Hires Fry Sauce: A Utah Classic

From Scratch • 8 min read • March 26, 2026

If you've ever tried to explain fry sauce to someone who isn't from Utah, you know the look. The head tilt. The squinted eyes. The polite but unmistakable expression that says, "You mix ketchup and mayo together and you think that's a big deal?"

And you know what? Fair enough. On paper, it sounds simple. Almost embarrassingly simple. But here's the thing that every Utahn knows in their bones and every visitor figures out about three fries in: fry sauce isn't just ketchup and mayo mixed together. Not the good stuff, anyway. Not ours. And definitely not the way Don Hale's mother used to make it, standing in her kitchen late at night, stirring enormous batches by hand while the rest of the neighborhood slept.

This is the story of Hires Big H fry sauce. How it started. Why it matters. What makes ours different. And why, after nearly seven decades, we still make it the exact same way — from scratch, with premium ingredients, in quantities that would make your kitchen countertop weep.

A Brief History of Fry Sauce in Utah

To understand our fry sauce, you have to understand Utah's fry sauce. Because this isn't just a condiment here. It's a cultural institution. It's an identity marker. It's the thing that separates us from the rest of the country, culinarily speaking, and we are fiercely proud of it.
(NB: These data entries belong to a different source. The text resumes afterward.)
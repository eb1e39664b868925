use serde::{Deserialize, Serialize};

/// Response envelope used by every endpoint of the admin API.
///
/// The backend reports failures inside the body: `status: false` with a
/// `message`, often together with an HTTP 2xx. A missing `data` on a
/// successful list response means "no records", not an error.
#[derive(Debug, Serialize, Deserialize)]
pub struct Envelope<T> {
    pub status: bool,
    pub data: Option<T>,
    pub message: Option<String>,
}

pub mod user {
    use super::*;

    #[derive(Debug, Serialize, Deserialize)]
    #[serde(rename_all = "camelCase")]
    pub struct AdminLogin {
        pub email: String,
        pub password: String,
    }

    /// The session user returned by the login endpoint.
    ///
    /// Ids are Mongo hex strings; `mobile` is absent on older accounts.
    #[derive(Debug, Clone, Serialize, Deserialize)]
    #[serde(rename_all = "camelCase")]
    pub struct UserView {
        #[serde(rename = "_id", alias = "id")]
        pub id: String,
        pub name: Option<String>,
        pub email: Option<String>,
        pub mobile: Option<String>,
        pub role: Option<String>,
    }
}

pub mod contract {
    use super::*;

    /// A WEC/AMC record as the server sends it.
    ///
    /// Dates arrive as `YYYY-MM-DD` strings and the creation timestamp is
    /// spelled `createdAt` or `createdDate` depending on the endpoint, so
    /// everything beyond the id stays optional here and is normalized by
    /// the client.
    #[derive(Debug, Clone, Serialize, Deserialize)]
    #[serde(rename_all = "camelCase")]
    pub struct ContractView {
        #[serde(rename = "_id", alias = "id")]
        pub id: String,
        #[serde(alias = "customerName")]
        pub customer: Option<String>,
        pub customer_email: Option<String>,
        pub customer_mobile: Option<String>,
        pub category: Option<String>,
        pub brand: Option<String>,
        pub model: Option<String>,
        #[serde(alias = "purchaseValue")]
        pub amount: Option<f64>,
        pub start_date: Option<String>,
        pub end_date: Option<String>,
        #[serde(alias = "createdDate")]
        pub created_at: Option<String>,
    }

    /// Request body for `api/amc/create-amc`.
    #[derive(Debug, Serialize, Deserialize)]
    #[serde(rename_all = "camelCase")]
    pub struct ContractNew {
        pub admin_id: String,
        pub customer_name: String,
        pub customer_email: String,
        pub customer_mobile: String,
        pub customer_address: String,
        pub serial_number: String,
        /// File name of the uploaded purchase proof, if any.
        pub purchase_proof: Option<String>,
        pub category: String,
        pub brand: String,
        #[serde(rename = "type")]
        pub product_type: String,
        pub model: String,
        /// Base value in rupees, before tax.
        pub purchase_value: f64,
        pub gst_amount: f64,
        pub total_amount: f64,
        pub start_date: String,
        pub end_date: String,
    }

    #[derive(Debug, Serialize, Deserialize)]
    #[serde(rename_all = "camelCase")]
    pub struct ContractCreated {
        #[serde(rename = "_id", alias = "id")]
        pub id: String,
    }
}

pub mod wallet {
    use super::*;

    /// Totals from `api/transaction/getWalletManagementByAdmin/{id}`.
    #[derive(Debug, Clone, Serialize, Deserialize)]
    #[serde(rename_all = "camelCase")]
    pub struct WalletSummary {
        pub total_balance: Option<f64>,
        pub total_credit: Option<f64>,
        pub total_debit: Option<f64>,
    }
}

pub mod transaction {
    use super::*;

    /// A wallet ledger row.
    ///
    /// `type` is `"credit"` or `"debit"` on the wire; anything else is
    /// treated as unclassified downstream.
    #[derive(Debug, Clone, Serialize, Deserialize)]
    #[serde(rename_all = "camelCase")]
    pub struct TransactionView {
        #[serde(rename = "_id", alias = "id")]
        pub id: String,
        pub description: Option<String>,
        pub amount: Option<f64>,
        #[serde(rename = "type")]
        pub kind: Option<String>,
        #[serde(alias = "createdAt", alias = "createdDate")]
        pub date: Option<String>,
    }
}

pub mod dashboard {
    use super::*;

    /// Aggregate counters from `api/dashboard/get-all-amc-total`.
    #[derive(Debug, Clone, Serialize, Deserialize)]
    #[serde(rename_all = "camelCase")]
    pub struct DashboardTotals {
        pub total_amc: Option<f64>,
        pub total_active_account: Option<f64>,
        pub total_expiring_this_month: Option<f64>,
        pub total_revenue: Option<f64>,
        pub total_distributors: Option<f64>,
        pub total_retailers: Option<f64>,
        pub amc_sales_data: Option<Vec<MonthlyPoint>>,
        pub amc_revenue_data: Option<Vec<MonthlyPoint>>,
        pub amc_recent_activities: Option<Vec<ActivityView>>,
    }

    /// One month of the sales/revenue series. The label key and the value
    /// key both vary by endpoint version, hence the aliases.
    #[derive(Debug, Clone, Serialize, Deserialize)]
    pub struct MonthlyPoint {
        #[serde(alias = "label")]
        pub month: Option<String>,
        #[serde(alias = "sales", alias = "revenue")]
        pub value: Option<f64>,
    }

    #[derive(Debug, Clone, Serialize, Deserialize)]
    pub struct ActivityView {
        pub action: Option<String>,
        pub user: Option<String>,
        pub time: Option<String>,
    }
}

#[cfg(test)]
mod tests {
    use super::*;

    #[test]
    fn envelope_failure_keeps_message() {
        let raw = r#"{"status":false,"message":"boom"}"#;
        let env: Envelope<Vec<contract::ContractView>> =
            serde_json::from_str(raw).unwrap();
        assert!(!env.status);
        assert_eq!(env.message.as_deref(), Some("boom"));
        assert!(env.data.is_none());
    }

    #[test]
    fn contract_accepts_either_created_key() {
        let a: contract::ContractView =
            serde_json::from_str(r#"{"_id":"WEC001","createdAt":"2024-01-15"}"#).unwrap();
        let b: contract::ContractView =
            serde_json::from_str(r#"{"id":"WEC002","createdDate":"2024-01-16"}"#).unwrap();
        assert_eq!(a.created_at.as_deref(), Some("2024-01-15"));
        assert_eq!(b.created_at.as_deref(), Some("2024-01-16"));
    }

    #[test]
    fn transaction_type_key_maps_to_kind() {
        let tx: transaction::TransactionView =
            serde_json::from_str(r#"{"_id":"t1","type":"credit","amount":150.0}"#).unwrap();
        assert_eq!(tx.kind.as_deref(), Some("credit"));
    }
}
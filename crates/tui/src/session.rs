use std::{fs, path::Path};

use serde::{Deserialize, Serialize};

use api_types::user::UserView;

use crate::error::Result;

const DEFAULT_SESSION_PATH: &str = "config/session.json";

/// Locally persisted session, written after a successful login so the next
/// launch lands on the home screen directly.
///
/// The rest of the app treats this as read-only: controllers and the HTTP
/// client receive the user at call time and never reach back in.
#[derive(Debug, Clone, Serialize, Deserialize, Default)]
pub struct SessionState {
    pub user: Option<SessionUser>,
}

#[derive(Debug, Clone, Serialize, Deserialize)]
pub struct SessionUser {
    pub id: String,
    pub name: Option<String>,
    pub email: Option<String>,
    pub mobile: Option<String>,
    pub role: Option<String>,
}

impl From<UserView> for SessionUser {
    fn from(view: UserView) -> Self {
        Self {
            id: view.id,
            name: view.name,
            email: view.email,
            mobile: view.mobile,
            role: view.role,
        }
    }
}

impl SessionState {
    pub fn load(path: &str) -> Result<Self> {
        let content = match fs::read_to_string(path) {
            Ok(content) => content,
            Err(err) if err.kind() == std::io::ErrorKind::NotFound => {
                return Ok(Self::default());
            }
            Err(err) => return Err(err.into()),
        };
        Ok(serde_json::from_str(&content)?)
    }

    pub fn save(&self, path: &str) -> Result<()> {
        let parent = Path::new(path).parent();
        if let Some(parent) = parent {
            fs::create_dir_all(parent)?;
        }
        let payload = serde_json::to_string_pretty(self)?;
        fs::write(path, payload)?;
        Ok(())
    }

    pub fn signed_in(&self) -> bool {
        self.user.is_some()
    }

    pub fn clear(&mut self) {
        self.user = None;
    }
}

pub fn default_session_path() -> &'static str {
    DEFAULT_SESSION_PATH
}

#[cfg(test)]
mod tests {
    use super::*;

    #[test]
    fn missing_file_loads_an_empty_session() {
        let state = SessionState::load("config/definitely_absent.json").unwrap();
        assert!(!state.signed_in());
    }

    #[test]
    fn user_view_maps_across() {
        let view = UserView {
            id: "64fa".to_string(),
            name: Some("Admin".to_string()),
            email: Some("admin@wecdesk.in".to_string()),
            mobile: None,
            role: Some("admin".to_string()),
        };
        let user = SessionUser::from(view);
        assert_eq!(user.id, "64fa");
        assert_eq!(user.role.as_deref(), Some("admin"));
    }
}
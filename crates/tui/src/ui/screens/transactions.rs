use ratatui::{
    Frame,
    layout::{Alignment, Constraint, Direction, Layout, Rect},
    style::{Modifier, Style},
    text::{Line, Span},
    widgets::{Block, BorderType, Borders, List, ListItem, ListState, Paragraph},
};

use chrono_tz::Tz;
use listview::ViewPhase;

use crate::{
    app::{AppState, TransactionsState},
    model::{KIND_CREDIT, KIND_DEBIT, WalletTransaction},
    ui::{components::chips::chip_row, theme::Theme},
};

pub fn render(frame: &mut Frame<'_>, area: Rect, state: &AppState) {
    let theme = Theme::default();

    let layout = Layout::default()
        .direction(Direction::Vertical)
        .constraints([
            Constraint::Length(3), // Header
            Constraint::Length(1), // Type chips
            Constraint::Min(0),    // List
        ])
        .split(area);

    render_header(frame, layout[0], &state.transactions, &theme);
    render_kind_chips(frame, layout[1], &state.transactions, &theme);
    render_list(frame, layout[2], &state.transactions, state.tz, &theme);
}

pub(super) fn render_header(
    frame: &mut Frame<'_>,
    area: Rect,
    state: &TransactionsState,
    theme: &Theme,
) {
    let aggregate = state.controller.aggregate();
    let mut line = vec![
        Span::styled("Credit", Style::default().fg(theme.dim)),
        Span::raw(": "),
        Span::styled(
            format!("+{}", aggregate.sum(KIND_CREDIT)),
            Style::default().fg(theme.positive),
        ),
        Span::raw("   "),
        Span::styled("Debit", Style::default().fg(theme.dim)),
        Span::raw(": "),
        Span::styled(
            format!("-{}", aggregate.sum(KIND_DEBIT)),
            Style::default().fg(theme.negative),
        ),
        Span::raw("   "),
    ];

    let query = state.controller.filter().query.as_str();
    if !query.is_empty() || state.search_active {
        line.push(Span::styled("Search", Style::default().fg(theme.dim)));
        line.push(Span::raw(": "));
        let shown = if query.is_empty() { "…" } else { query };
        let mut style = Style::default().fg(theme.text);
        if state.search_active {
            style = style.fg(theme.accent).add_modifier(Modifier::BOLD);
        }
        line.push(Span::styled(shown.to_string(), style));
        line.push(Span::raw("   "));
    }

    if let Some(err) = state.controller.error() {
        line.push(Span::styled(
            err.message.as_str(),
            Style::default().fg(theme.error),
        ));
    } else {
        line.push(Span::styled(
            "Ctrl+F: search  f: type filter",
            Style::default().fg(theme.dim),
        ));
    }

    let block = Block::default()
        .borders(Borders::ALL)
        .border_type(BorderType::Rounded)
        .border_style(Style::default().fg(theme.border))
        .title("Transactions");
    frame.render_widget(Paragraph::new(Line::from(line)).block(block), area);
}

fn render_kind_chips(frame: &mut Frame<'_>, area: Rect, state: &TransactionsState, theme: &Theme) {
    frame.render_widget(
        Paragraph::new(chip_row(
            "Type",
            &[KIND_CREDIT, KIND_DEBIT],
            state.controller.filter().status.label(),
            theme,
        )),
        area,
    );
}

pub(super) fn render_list(
    frame: &mut Frame<'_>,
    area: Rect,
    state: &TransactionsState,
    tz: Tz,
    theme: &Theme,
) {
    let block = Block::default()
        .borders(Borders::ALL)
        .border_type(BorderType::Rounded)
        .border_style(Style::default().fg(theme.border));

    if state.controller.phase() == ViewPhase::Loading && !state.controller.has_loaded() {
        frame.render_widget(
            Paragraph::new(Line::from("Loading transactions…"))
                .alignment(Alignment::Center)
                .block(block),
            area,
        );
        return;
    }

    let items: Vec<ListItem> = state
        .controller
        .visible()
        .map(|tx| transaction_row(tx, tz, theme))
        .collect();

    if items.is_empty() {
        let message = if state.controller.filter().is_default() {
            "No transactions found"
        } else {
            "No transactions match the active filters"
        };
        frame.render_widget(
            Paragraph::new(Line::from(Span::styled(
                message,
                Style::default().fg(theme.dim),
            )))
            .alignment(Alignment::Center)
            .block(block),
            area,
        );
        return;
    }

    let mut list_state = ListState::default();
    list_state.select(Some(state.selected));

    let list = List::new(items)
        .block(block)
        .highlight_style(
            Style::default()
                .fg(theme.accent)
                .add_modifier(Modifier::BOLD),
        )
        .highlight_symbol("» ");
    frame.render_stateful_widget(list, area, &mut list_state);
}

fn transaction_row(tx: &WalletTransaction, tz: Tz, theme: &Theme) -> ListItem<'static> {
    let (chip, chip_color, amount_sign) = if tx.is_credit() {
        ("[CR]", theme.positive, "+")
    } else {
        ("[DR]", theme.negative, "-")
    };

    ListItem::new(Line::from(vec![
        Span::styled(
            format!("{:<12}", tx.date_label(tz)),
            Style::default().fg(theme.dim),
        ),
        Span::styled(
            chip,
            Style::default().fg(chip_color).add_modifier(Modifier::BOLD),
        ),
        Span::styled(
            format!(" {amount_sign}{:<12}", tx.amount.to_string()),
            Style::default().fg(chip_color),
        ),
        Span::raw(" "),
        Span::styled(
            tx.description.clone().unwrap_or_default(),
            Style::default().fg(theme.text),
        ),
    ]))
}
The story of fry sauce in Utah goes back to the 1950s, when drive-in restaurants were the beating heart of American social life. Every town had one. Every teenager had a favorite booth. And in Utah, a handful of inventive restaurant owners started experimenting with something that would eventually become as synonymous with the state as the mountains and the Great Salt Lake.

The idea was deceptively simple: take ketchup, take mayonnaise, and combine them into something that was greater than the sum of its parts. Something tangy and creamy and just a little bit sweet. Something that clung to a hot french fry in a way that plain ketchup never could. Something that made you dip, and dip, and dip again until you were scraping the bottom of the little paper cup and wondering if it would be socially acceptable to ask for a third refill.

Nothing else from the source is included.